* _TASK TO CARRY OUT_
Find the string "ArrowLeft" in the records. Copy each line that has it.

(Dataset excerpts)
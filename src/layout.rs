//! Split-pane layout controller.
//!
//! The chat pane's share of the workspace width is a single fraction clamped
//! to [`CHAT_WIDTH_MIN`]..=[`CHAT_WIDTH_MAX`]; the preview pane takes the
//! rest. Pointer drags and keyboard steps both funnel into
//! [`LayoutController::set_fraction`], which persists every change.

use std::fmt;
use std::str::FromStr;
use std::sync::Arc;

use serde::{Deserialize, Serialize};

use crate::prefs::{CHAT_WIDTH_KEY, PreferenceStore, get_pref, set_pref};

/// Narrowest chat pane.
pub const CHAT_WIDTH_MIN: f64 = 0.28;
/// Widest chat pane.
pub const CHAT_WIDTH_MAX: f64 = 0.58;
/// Chat pane width when nothing is stored.
pub const DEFAULT_CHAT_WIDTH: f64 = 0.42;
/// Fraction moved by one arrow key press.
pub const KEYBOARD_RESIZE_STEP: f64 = 0.02;

/// Clamp a requested fraction into the allowed range.
#[must_use]
pub fn clamp_chat_width(value: f64) -> f64 {
    value.clamp(CHAT_WIDTH_MIN, CHAT_WIDTH_MAX)
}

/// Validator for [`CHAT_WIDTH_KEY`]: any finite float, clamped.
pub fn parse_chat_width(raw: &str) -> Option<f64> {
    raw.trim()
        .parse::<f64>()
        .ok()
        .filter(|v| v.is_finite())
        .map(clamp_chat_width)
}

/// Geometry reported with each pointer event.
#[derive(Debug, Clone, Copy, PartialEq, Serialize, Deserialize)]
pub struct PointerSample {
    /// Pointer x in viewport coordinates.
    pub client_x: f64,
    /// Left edge of the split container.
    pub container_left: f64,
    /// Measured width of the split container.
    pub container_width: f64,
}

impl PointerSample {
    /// Chat fraction implied by this pointer position, or `None` while the
    /// container has no measurable width.
    #[must_use]
    pub fn chat_fraction(&self) -> Option<f64> {
        let width = self.container_width;
        if !(width.is_finite() && width > 0.0) || !self.client_x.is_finite() {
            return None;
        }
        let offset = (self.client_x - self.container_left).clamp(0.0, width);
        Some(clamp_chat_width(1.0 - offset / width))
    }
}

/// Keys the divider responds to.
#[derive(Debug, Clone, Copy, PartialEq, Eq)]
pub enum ResizeKey {
    /// Shrink the chat pane by one step.
    ArrowLeft,
    /// Grow the chat pane by one step.
    ArrowRight,
    /// Jump to the narrowest chat pane.
    Home,
    /// Jump to the widest chat pane.
    End,
}

impl FromStr for ResizeKey {
    type Err = ();

    /// Parse a DOM `KeyboardEvent.key` value.
    fn from_str(s: &str) -> Result<Self, Self::Err> {
        match s {
            "ArrowLeft" => Ok(Self::ArrowLeft),
            "ArrowRight" => Ok(Self::ArrowRight),
            "Home" => Ok(Self::Home),
            "End" => Ok(Self::End),
            _ => Err(()),
        }
    }
}

/// An active pointer drag.
///
/// Dropping the session runs its release callback exactly once, whichever way
/// the drag ends.
pub struct DragSession {
    pointer_id: u32,
    release: Option<Box<dyn FnOnce(u32) + Send>>,
}

impl DragSession {
    fn new(pointer_id: u32, release: impl FnOnce(u32) + Send + 'static) -> Self {
        Self {
            pointer_id,
            release: Some(Box::new(release)),
        }
    }

    /// Pointer that owns this drag.
    #[must_use]
    pub fn pointer_id(&self) -> u32 {
        self.pointer_id
    }
}

impl fmt::Debug for DragSession {
    fn fmt(&self, f: &mut fmt::Formatter<'_>) -> fmt::Result {
        f.debug_struct("DragSession")
            .field("pointer_id", &self.pointer_id)
            .field("released", &self.release.is_none())
            .finish()
    }
}

impl Drop for DragSession {
    fn drop(&mut self) {
        if let Some(release) = self.release.take() {
            tracing::debug!(pointer_id = self.pointer_id, "Drag released");
            release(self.pointer_id);
        }
    }
}

/// Result of feeding a pointer move into an active drag.
#[derive(Debug, Clone, Copy, PartialEq, Eq)]
pub enum DragMove {
    /// The drag continued; `changed` reports whether the fraction moved.
    Moved {
        /// Whether the applied fraction differs from before.
        changed: bool,
    },
    /// No button was held, so the drag ended.
    Released,
    /// No drag is active for this pointer.
    Ignored,
}

/// Rendered layout values.
#[derive(Debug, Clone, Copy, PartialEq, Serialize, Deserialize)]
pub struct LayoutView {
    /// Chat pane fraction.
    pub fraction: f64,
    /// Chat pane width in percent, one decimal.
    pub chat_percent: f64,
    /// Preview pane width in percent.
    pub preview_percent: f64,
    /// `aria-valuemin` for the divider.
    pub aria_min: u32,
    /// `aria-valuemax` for the divider.
    pub aria_max: u32,
    /// `aria-valuenow` for the divider.
    pub aria_now: u32,
    /// Whether a pointer drag is in progress.
    pub dragging: bool,
}

/// Owner of the split fraction.
#[derive(Debug)]
pub struct LayoutController {
    fraction: f64,
    prefs: Arc<dyn PreferenceStore>,
    drag: Option<DragSession>,
}

impl LayoutController {
    /// Start from the stored fraction, or the default.
    pub fn load(prefs: Arc<dyn PreferenceStore>) -> Self {
        let fraction = get_pref(
            prefs.as_ref(),
            CHAT_WIDTH_KEY,
            parse_chat_width,
            DEFAULT_CHAT_WIDTH,
        );
        tracing::debug!(fraction, "Layout loaded");
        Self {
            fraction,
            prefs,
            drag: None,
        }
    }

    /// Current chat pane fraction.
    #[must_use]
    pub fn fraction(&self) -> f64 {
        self.fraction
    }

    /// Whether a pointer drag is in progress.
    #[must_use]
    pub fn is_dragging(&self) -> bool {
        self.drag.is_some()
    }

    /// Apply a new fraction, clamped. Returns whether the value changed.
    pub fn set_fraction(&mut self, requested: f64) -> bool {
        if !requested.is_finite() {
            return false;
        }
        let next = clamp_chat_width(requested);
        if (next - self.fraction).abs() < f64::EPSILON {
            return false;
        }
        self.fraction = next;
        set_pref(self.prefs.as_ref(), CHAT_WIDTH_KEY, next);
        tracing::debug!(fraction = next, "Layout fraction changed");
        true
    }

    /// Begin a drag for `pointer_id` and apply its first sample.
    ///
    /// Any drag already in progress is released first. `release` runs once
    /// when this drag ends for any reason, including the controller being
    /// dropped.
    pub fn begin_drag(
        &mut self,
        pointer_id: u32,
        sample: PointerSample,
        release: impl FnOnce(u32) + Send + 'static,
    ) -> bool {
        self.drag = None;
        self.drag = Some(DragSession::new(pointer_id, release));
        tracing::debug!(pointer_id, "Drag started");
        sample
            .chat_fraction()
            .is_some_and(|fraction| self.set_fraction(fraction))
    }

    /// Feed a pointer move. `buttons` is the DOM bitmask of pressed buttons;
    /// zero means the up event was missed and the drag ends here.
    pub fn drag_to(&mut self, pointer_id: u32, sample: PointerSample, buttons: u16) -> DragMove {
        if self.drag.as_ref().map(DragSession::pointer_id) != Some(pointer_id) {
            return DragMove::Ignored;
        }
        if buttons == 0 {
            self.drag = None;
            return DragMove::Released;
        }
        let changed = sample
            .chat_fraction()
            .is_some_and(|fraction| self.set_fraction(fraction));
        DragMove::Moved { changed }
    }

    /// End the drag for `pointer_id` (pointer up or cancel).
    pub fn end_drag(&mut self, pointer_id: u32) -> bool {
        if self.drag.as_ref().map(DragSession::pointer_id) == Some(pointer_id) {
            self.drag = None;
            true
        } else {
            false
        }
    }

    /// Release any drag regardless of pointer.
    pub fn release_drag(&mut self) -> bool {
        self.drag.take().is_some()
    }

    /// Apply a keyboard step. Returns whether the fraction changed.
    pub fn handle_key(&mut self, key: ResizeKey) -> bool {
        let next = match key {
            ResizeKey::ArrowLeft => self.fraction - KEYBOARD_RESIZE_STEP,
            ResizeKey::ArrowRight => self.fraction + KEYBOARD_RESIZE_STEP,
            ResizeKey::Home => CHAT_WIDTH_MIN,
            ResizeKey::End => CHAT_WIDTH_MAX,
        };
        self.set_fraction(next)
    }

    /// Chat pane width in percent, rounded to one decimal.
    #[must_use]
    pub fn chat_percent(&self) -> f64 {
        (self.fraction * 1000.0).round() / 10.0
    }

    /// Preview pane width in percent.
    #[must_use]
    pub fn preview_percent(&self) -> f64 {
        (100.0 - self.chat_percent()).max(0.0)
    }

    /// Values the page renders.
    #[must_use]
    #[allow(clippy::cast_sign_loss)]
    pub fn view(&self) -> LayoutView {
        LayoutView {
            fraction: self.fraction,
            chat_percent: self.chat_percent(),
            preview_percent: self.preview_percent(),
            aria_min: (CHAT_WIDTH_MIN * 100.0).round() as u32,
            aria_max: (CHAT_WIDTH_MAX * 100.0).round() as u32,
            aria_now: self.chat_percent().round() as u32,
            dragging: self.is_dragging(),
        }
    }
}
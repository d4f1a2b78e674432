//! Server-rendered markup.
//!
//! The full page is rendered once per `GET /`; afterwards the page swaps the
//! fragments carried by workspace events. Every fragment renders its own
//! outer element with a stable id so the script can replace it in place.
//!
//! # Structure
//!
//! - [`page`]: document shell, header and split layout
//! - [`preview`]: URL form, load status and embedded frame
//! - [`transcript`]: chat messages, typing indicator and composer

mod page;
mod preview;
mod transcript;

pub use page::{page, theme_toggle};
pub use preview::{preview_panel, preview_status};
pub use transcript::{message, transcript, typing_indicator};

/// Inline flex sizing for a pane taking `percent` of the width.
fn pane_style(percent: f64) -> String {
    format!("flex-basis: {percent}%; max-width: {percent}%; flex-grow: 0")
}
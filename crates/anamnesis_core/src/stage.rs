//! Per-stage state for the session pipeline.

use chrono::{DateTime, Utc};
use serde::{Deserialize, Serialize};

/// State of one pipeline stage (transcription or summarization).
///
/// A stage is either waiting, in flight, or terminal. `Done` carries its
/// result and `Failed` carries its reason, so a stage cannot be marked done
/// without text or failed without an error message.
///
/// # Examples
///
/// ```
/// use anamnesis_core::Stage;
///
/// let stage = Stage::Queued;
/// assert!(!stage.is_terminal());
/// assert_eq!(stage.status_label(), "queued");
///
/// let done = Stage::done("Session transcript.".to_string(), chrono::Utc::now());
/// assert!(done.is_terminal());
/// assert_eq!(done.text(), Some("Session transcript."));
/// ```
#[derive(Debug, Clone, PartialEq, Serialize, Deserialize)]
#[serde(tag = "status", rename_all = "lowercase")]
pub enum Stage {
    /// Waiting for the pipeline to pick the stage up
    Queued,
    /// An external call is in flight
    Processing,
    /// The stage completed with a result
    Done {
        /// The produced text (transcript or summary)
        text: String,
        /// When the stage completed
        completed_at: DateTime<Utc>,
    },
    /// The stage failed and will not be retried automatically
    #[serde(rename = "error")]
    Failed {
        /// The captured failure message
        error: String,
    },
}

impl Stage {
    /// Build a `Done` stage.
    pub fn done(text: String, completed_at: DateTime<Utc>) -> Self {
        Self::Done { text, completed_at }
    }

    /// Build a `Failed` stage.
    pub fn failed(error: impl Into<String>) -> Self {
        Self::Failed {
            error: error.into(),
        }
    }

    /// Whether the stage has reached a terminal state.
    pub fn is_terminal(&self) -> bool {
        matches!(self, Self::Done { .. } | Self::Failed { .. })
    }

    /// The stage's result text, if done.
    pub fn text(&self) -> Option<&str> {
        match self {
            Self::Done { text, .. } => Some(text),
            _ => None,
        }
    }

    /// The stage's failure message, if failed.
    pub fn error(&self) -> Option<&str> {
        match self {
            Self::Failed { error } => Some(error),
            _ => None,
        }
    }

    /// Completion timestamp, if done.
    pub fn completed_at(&self) -> Option<DateTime<Utc>> {
        match self {
            Self::Done { completed_at, .. } => Some(*completed_at),
            _ => None,
        }
    }

    /// The short status label stored in the database and shown by the UI.
    ///
    /// Matches the original status vocabulary: `queued`, `processing`,
    /// `done`, `error`.
    pub fn status_label(&self) -> &'static str {
        match self {
            Self::Queued => "queued",
            Self::Processing => "processing",
            Self::Done { .. } => "done",
            Self::Failed { .. } => "error",
        }
    }
}
//! Object storage backends for session audio.
//!
//! Audio objects are path-addressed by the storage-path schema
//! (`users/{uid}/clients/{clientId}/sessions/...`). The pipeline
//! materializes objects to local temporary files for the duration of one
//! invocation; the [`TempAudio`] guard removes the local copy on every exit
//! path.

#![forbid(unsafe_code)]
#![warn(missing_docs)]

mod filesystem;
mod store;
mod temp;

pub use filesystem::FileSystemStore;
pub use store::{AudioStore, PrefixDeletion};
pub use temp::TempAudio;
//! Database connection utilities.

use anamnesis_error::{AnamnesisResult, DatabaseError, DatabaseErrorKind};
use diesel::pg::PgConnection;
use diesel::prelude::*;
use diesel_migrations::{EmbeddedMigrations, MigrationHarness, embed_migrations};

/// Migrations bundled into the binary.
pub const MIGRATIONS: EmbeddedMigrations = embed_migrations!("migrations");

/// Establish a connection to the PostgreSQL database.
///
/// Reads the `DATABASE_URL` environment variable to determine the
/// connection string.
///
/// # Errors
///
/// Returns an error if:
/// - `DATABASE_URL` environment variable is not set
/// - Connection to the database fails
pub fn establish_connection() -> AnamnesisResult<PgConnection> {
    let database_url = std::env::var("DATABASE_URL").map_err(|_| {
        DatabaseError::new(DatabaseErrorKind::Connection(
            "DATABASE_URL environment variable not set".to_string(),
        ))
    })?;

    connect(&database_url)
}

/// Establish a connection to a specific database URL.
pub fn connect(database_url: &str) -> AnamnesisResult<PgConnection> {
    PgConnection::establish(database_url)
        .map_err(|e| DatabaseError::new(DatabaseErrorKind::Connection(e.to_string())).into())
}

/// Run any pending embedded migrations.
pub fn run_migrations(conn: &mut PgConnection) -> AnamnesisResult<()> {
    conn.run_pending_migrations(MIGRATIONS)
        .map_err(|e| DatabaseError::new(DatabaseErrorKind::Migration(e.to_string())))?;
    Ok(())
}
//! Configuration error types.

/// Configuration error with source location.
///
/// # Examples
///
/// ```
/// use anamnesis_error::ConfigError;
///
/// let err = ConfigError::new("Missing field: database_url");
/// assert!(format!("{}", err).contains("database_url"));
/// ```
#[derive(Debug, Clone, derive_more::Display, derive_more::Error)]
#[display("Config Error: {} at line {} in {}", message, line, file)]
pub struct ConfigError {
    /// The underlying error message
    pub message: String,
    /// Line number where the error occurred
    pub line: u32,
    /// File where the error occurred
    pub file: &'static str,
}

impl ConfigError {
    /// Create a new ConfigError with the given message at the current location.
    #[track_caller]
    pub fn new(message: impl Into<String>) -> Self {
        let location = std::panic::Location::caller();
        Self {
            message: message.into(),
            line: location.line(),
            file: location.file(),
        }
    }
}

* _RESPONSE AREA_
    ArrowLeft,
            "ArrowLeft" => Ok(Self::ArrowLeft),
            ResizeKey::ArrowLeft => self.fraction - KEYBOARD_RESIZE_STEP,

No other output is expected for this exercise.